At the opposite extreme from the serendipity you can enjoy with iTunes DJ, iTunes 10.7 is also far more helpful than iTunes 11, should you prefer instead to create meticulously “composed” playlists of specific songs designed to play in specific order. For example, in iTunes 11 it is not possible to open two playlists in separate windows, then select a song from Playlist A, and drag it precisely into the 5th playback position of Playlist B. Multiple windows are a pretty basic requirement if you want to do detail oriented work with playlists (just as they are in the case of Excel spreadsheets or Word documents), but iTunes 11 eliminates support for multiple windows.
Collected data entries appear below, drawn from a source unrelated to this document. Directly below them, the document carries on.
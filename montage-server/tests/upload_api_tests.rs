mod common;

use std::sync::atomic::Ordering;

use axum::body::Body;
use axum::http::{header, Request, StatusCode};
use base64::engine::general_purpose::STANDARD as BASE64;
use base64::Engine;
use common::*;
use serde_json::json;

fn jpeg_upload_body() -> Vec<u8> {
    MultipartBuilder::new()
        .file("media", "photo.jpg", "image/jpeg", &[0xFFu8; 5 * 1024])
        .text("projectId", "p1")
        .text("userEmail", "ana@example.com")
        .text("chapter", "Famille")
        .finish()
}

#[tokio::test]
async fn options_preflight_returns_ok_with_cors() {
    let env = test_env();
    let request = Request::builder()
        .method("OPTIONS")
        .uri("/upload")
        .header(header::ORIGIN, "http://localhost:3000")
        .header("Access-Control-Request-Method", "POST")
        .body(Body::empty())
        .unwrap();
    let response = call(&env.router, request).await;
    assert_eq!(response.status(), StatusCode::OK);
    assert!(response
        .headers()
        .contains_key("access-control-allow-origin"));
}

#[tokio::test]
async fn bare_options_still_returns_ok() {
    let env = test_env();
    let request = Request::builder()
        .method("OPTIONS")
        .uri("/upload")
        .body(Body::empty())
        .unwrap();
    let response = call(&env.router, request).await;
    assert_eq!(response.status(), StatusCode::OK);
}

#[tokio::test]
async fn unsupported_method_gets_structured_405() {
    let env = test_env();
    let request = Request::builder()
        .method("GET")
        .uri("/upload")
        .body(Body::empty())
        .unwrap();
    let response = call(&env.router, request).await;
    assert_eq!(response.status(), StatusCode::METHOD_NOT_ALLOWED);
    let body = body_json(response).await;
    assert_eq!(body["error"], "Method not allowed");
}

#[tokio::test]
async fn missing_media_part_is_400_with_no_side_effects() {
    let env = test_env();
    let body = MultipartBuilder::new()
        .text("projectId", "p1")
        .text("userEmail", "ana@example.com")
        .finish();
    let response = call(&env.router, post_multipart("/upload", body)).await;
    assert_eq!(response.status(), StatusCode::BAD_REQUEST);
    let body = body_json(response).await;
    assert_eq!(body["error"], "No file provided");
    assert_eq!(env.host.calls.load(Ordering::SeqCst), 0);
    assert_eq!(env.store.inserts.load(Ordering::SeqCst), 0);
}

#[tokio::test]
async fn missing_project_id_is_400() {
    let env = test_env();
    let body = MultipartBuilder::new()
        .file("media", "photo.jpg", "image/jpeg", b"data")
        .finish();
    let response = call(&env.router, post_multipart("/upload", body)).await;
    assert_eq!(response.status(), StatusCode::BAD_REQUEST);
    let body = body_json(response).await;
    assert_eq!(body["error"], "Missing projectId");
    assert_eq!(env.host.calls.load(Ordering::SeqCst), 0);
}

#[tokio::test]
async fn empty_file_is_a_distinct_400_before_any_network_call() {
    let env = test_env();
    let body = MultipartBuilder::new()
        .file("media", "photo.jpg", "image/jpeg", &[])
        .text("projectId", "p1")
        .finish();
    let response = call(&env.router, post_multipart("/upload", body)).await;
    assert_eq!(response.status(), StatusCode::BAD_REQUEST);
    let body = body_json(response).await;
    assert_eq!(body["error"], "Uploaded file is empty");
    assert_eq!(env.host.calls.load(Ordering::SeqCst), 0);
}

#[tokio::test]
async fn direct_upload_happy_path() {
    let env = test_env();
    let response = call(&env.router, post_multipart("/upload", jpeg_upload_body())).await;
    assert_eq!(response.status(), StatusCode::OK);
    let body = body_json(response).await;

    assert_eq!(body["success"], true);
    let files = body["files"].as_array().unwrap();
    assert_eq!(files.len(), 1);
    let file = &files[0];
    assert_eq!(file["fileType"], "image");
    assert!(!file["cloudinaryUrl"].as_str().unwrap().is_empty());
    assert_eq!(file["originalName"], "photo.jpg");
    assert_eq!(file["fileSize"], 5 * 1024);
    assert_eq!(file["supabaseId"], "rec-1");
    assert_eq!(file["width"], 1920);

    // Folder namespacing flows through to the hosted URL.
    assert!(file["cloudinaryUrl"]
        .as_str()
        .unwrap()
        .contains("montage/p1/Famille"));

    let rows = env.store.rows.lock().unwrap();
    assert_eq!(rows.len(), 1);
    assert_eq!(rows[0].project_id, "p1");
    assert_eq!(rows[0].chapter.as_deref(), Some("Famille"));
    assert_eq!(rows[0].resolution.as_deref(), Some("1920x1080"));
}

#[tokio::test]
async fn store_failure_still_returns_200_with_null_record_id() {
    let env = test_env_failing_store();
    let response = call(&env.router, post_multipart("/upload", jpeg_upload_body())).await;
    assert_eq!(response.status(), StatusCode::OK);
    let body = body_json(response).await;
    let file = &body["files"][0];
    assert!(!file["cloudinaryUrl"].as_str().unwrap().is_empty());
    assert!(file["supabaseId"].is_null());
    assert_eq!(env.host.calls.load(Ordering::SeqCst), 1);
    assert_eq!(env.store.inserts.load(Ordering::SeqCst), 1);
}

#[tokio::test]
async fn media_host_failure_is_fatal_500() {
    let env = test_env_failing_host();
    let response = call(&env.router, post_multipart("/upload", jpeg_upload_body())).await;
    assert_eq!(response.status(), StatusCode::INTERNAL_SERVER_ERROR);
    let body = body_json(response).await;
    assert!(body["error"].as_str().unwrap().contains("unavailable"));
    assert_eq!(env.store.inserts.load(Ordering::SeqCst), 0);
}

#[tokio::test]
async fn malformed_chapter_style_is_dropped_not_fatal() {
    let env = test_env();
    let body = MultipartBuilder::new()
        .file("media", "photo.jpg", "image/jpeg", b"data")
        .text("projectId", "p1")
        .text("userEmail", "ana@example.com")
        .text("chapterStyle", "{not valid json")
        .finish();
    let response = call(&env.router, post_multipart("/upload", body)).await;
    assert_eq!(response.status(), StatusCode::OK);
    let rows = env.store.rows.lock().unwrap();
    assert!(rows[0].chapter_style.is_none());
}

#[tokio::test]
async fn well_formed_chapter_style_is_persisted() {
    let env = test_env();
    let body = MultipartBuilder::new()
        .file("media", "photo.jpg", "image/jpeg", b"data")
        .text("projectId", "p1")
        .text("userEmail", "ana@example.com")
        .text("chapterStyle", r#"{"font":"Inter","fontSize":"2xl"}"#)
        .finish();
    let response = call(&env.router, post_multipart("/upload", body)).await;
    assert_eq!(response.status(), StatusCode::OK);
    let rows = env.store.rows.lock().unwrap();
    let style = rows[0].chapter_style.as_ref().unwrap();
    assert_eq!(style["font"], "Inter");
}

#[tokio::test]
async fn base64_encoded_body_is_accepted() {
    let env = test_env();
    let encoded = BASE64.encode(jpeg_upload_body());
    let request = Request::builder()
        .method("POST")
        .uri("/upload")
        .header(header::CONTENT_TYPE, multipart_content_type())
        .body(Body::from(encoded))
        .unwrap();
    let response = call(&env.router, request).await;
    assert_eq!(response.status(), StatusCode::OK);
    let body = body_json(response).await;
    assert_eq!(body["files"][0]["fileSize"], 5 * 1024);
}

#[tokio::test]
async fn extra_file_parts_are_discarded() {
    let env = test_env();
    let body = MultipartBuilder::new()
        .file("bonus", "sneaky.bin", "application/octet-stream", &[0u8; 64])
        .file("media", "photo.jpg", "image/jpeg", b"real-data")
        .file("media", "second.jpg", "image/jpeg", b"ignored")
        .text("projectId", "p1")
        .finish();
    let response = call(&env.router, post_multipart("/upload", body)).await;
    assert_eq!(response.status(), StatusCode::OK);
    let body = body_json(response).await;
    let files = body["files"].as_array().unwrap();
    assert_eq!(files.len(), 1);
    assert_eq!(files[0]["originalName"], "photo.jpg");
    assert_eq!(env.host.calls.load(Ordering::SeqCst), 1);
}

// =======================================================================
// Chunked phases
// =======================================================================

async fn init_session(env: &TestEnv, total_chunks: u32) -> String {
    let response = call(
        &env.router,
        post_json(
            "/upload/init",
            json!({
                "fileName": "movie.mp4",
                "fileSize": 30,
                "fileType": "video/mp4",
                "totalChunks": total_chunks,
                "projectId": "p1",
                "userEmail": "ana@example.com",
                "chapter": "Famille"
            }),
        ),
    )
    .await;
    assert_eq!(response.status(), StatusCode::OK);
    let body = body_json(response).await;
    body["uploadId"].as_str().unwrap().to_string()
}

fn chunk_body(upload_id: &str, index: u32, total: u32, data: &[u8]) -> Vec<u8> {
    MultipartBuilder::new()
        .file("chunk", "movie.mp4", "application/octet-stream", data)
        .text("uploadId", upload_id)
        .text("chunkIndex", &index.to_string())
        .text("totalChunks", &total.to_string())
        .text("fileName", "movie.mp4")
        .finish()
}

#[tokio::test]
async fn chunked_flow_yields_direct_upload_shape() {
    let env = test_env();
    let upload_id = init_session(&env, 3).await;

    for index in 0..3u32 {
        let response = call(
            &env.router,
            post_multipart("/upload/chunk", chunk_body(&upload_id, index, 3, &[index as u8; 10])),
        )
        .await;
        assert_eq!(response.status(), StatusCode::OK);
        let body = body_json(response).await;
        assert_eq!(body["received"], index as u64 + 1);
    }

    let response = call(
        &env.router,
        post_json(
            "/upload/finalize",
            json!({ "uploadId": upload_id, "fileName": "movie.mp4" }),
        ),
    )
    .await;
    assert_eq!(response.status(), StatusCode::OK);
    let body = body_json(response).await;

    assert_eq!(body["success"], true);
    let file = &body["files"][0];
    assert_eq!(file["fileType"], "video");
    assert_eq!(file["originalName"], "movie.mp4");
    assert_eq!(file["fileSize"], 30);
    assert_eq!(file["supabaseId"], "rec-1");
    assert!(!file["cloudinaryUrl"].as_str().unwrap().is_empty());

    // Metadata carried from init reaches the persisted row.
    let rows = env.store.rows.lock().unwrap();
    assert_eq!(rows[0].project_id, "p1");
    assert_eq!(rows[0].chapter.as_deref(), Some("Famille"));
}

#[tokio::test]
async fn finalize_with_missing_chunks_is_rejected() {
    let env = test_env();
    let upload_id = init_session(&env, 3).await;

    for index in 0..2u32 {
        call(
            &env.router,
            post_multipart("/upload/chunk", chunk_body(&upload_id, index, 3, b"aaaaaaaaaa")),
        )
        .await;
    }

    let response = call(
        &env.router,
        post_json(
            "/upload/finalize",
            json!({ "uploadId": upload_id, "fileName": "movie.mp4" }),
        ),
    )
    .await;
    assert_eq!(response.status(), StatusCode::BAD_REQUEST);
    let body = body_json(response).await;
    assert!(body["error"]
        .as_str()
        .unwrap()
        .contains("Expected 3 chunks, received 2"));
    assert_eq!(env.host.calls.load(Ordering::SeqCst), 0);
}

#[tokio::test]
async fn duplicate_chunk_index_is_tolerated() {
    let env = test_env();
    let upload_id = init_session(&env, 2).await;

    call(
        &env.router,
        post_multipart("/upload/chunk", chunk_body(&upload_id, 0, 2, &[1u8; 10])),
    )
    .await;
    // Re-send index 0 with a different payload, then complete.
    call(
        &env.router,
        post_multipart("/upload/chunk", chunk_body(&upload_id, 0, 2, &[2u8; 12])),
    )
    .await;
    call(
        &env.router,
        post_multipart("/upload/chunk", chunk_body(&upload_id, 1, 2, &[3u8; 5])),
    )
    .await;

    let response = call(
        &env.router,
        post_json("/upload/finalize", json!({ "uploadId": upload_id })),
    )
    .await;
    assert_eq!(response.status(), StatusCode::OK);
    let body = body_json(response).await;
    // The overwritten payload wins: 12 + 5 bytes.
    assert_eq!(body["files"][0]["fileSize"], 17);
}

#[tokio::test]
async fn chunk_for_unknown_session_is_404() {
    let env = test_env();
    let response = call(
        &env.router,
        post_multipart("/upload/chunk", chunk_body("no-such-session", 0, 1, b"data")),
    )
    .await;
    assert_eq!(response.status(), StatusCode::NOT_FOUND);
}

#[tokio::test]
async fn chunk_index_out_of_range_is_400() {
    let env = test_env();
    let upload_id = init_session(&env, 3).await;
    let response = call(
        &env.router,
        post_multipart("/upload/chunk", chunk_body(&upload_id, 5, 3, b"data")),
    )
    .await;
    assert_eq!(response.status(), StatusCode::BAD_REQUEST);
}

#[tokio::test]
async fn chunk_with_mismatched_total_is_400() {
    let env = test_env();
    let upload_id = init_session(&env, 3).await;
    let response = call(
        &env.router,
        post_multipart("/upload/chunk", chunk_body(&upload_id, 0, 7, b"data")),
    )
    .await;
    assert_eq!(response.status(), StatusCode::BAD_REQUEST);
}

#[tokio::test]
async fn init_rejects_zero_chunks() {
    let env = test_env();
    let response = call(
        &env.router,
        post_json(
            "/upload/init",
            json!({ "fileName": "movie.mp4", "totalChunks": 0 }),
        ),
    )
    .await;
    assert_eq!(response.status(), StatusCode::BAD_REQUEST);
}

#[tokio::test]
async fn init_issues_fresh_session_ids() {
    let env = test_env();
    let first = init_session(&env, 2).await;
    let second = init_session(&env, 2).await;
    assert_ne!(first, second);
}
Finally, for those of us who have invested considerable effort in assembling good quality artwork for the albums in our libraries, the essential banishment of album art from iTunes 11 (except for thumbnail views) is incomprehensible. For those who considered the presentation of album art in iTunes 10.7 to be useless bloat, it was quite a simple matter to switch it off. But – incredibly – there is no way to switch it ON in iTunes 11.
We are witnessing here the larger strategy of transforming the Mac version of iTunes into iTunes for iPad. Or “iTunes Lite,” if you prefer. In fact, Apple seems to be redefining the concept of “innovation” as that process by which incredibly useful (and enjoyable) features that were previously developed, deployed and supported are unceremoniously dumped from the platform. The day may not be far off when you can only get whatever functionality Apple decides to provide via iCloud incarnations of strategic apps. Oddly enough, that’s exactly the Big Brother model, which Apple’s 1984 Super Bowl commercial so famously railed against.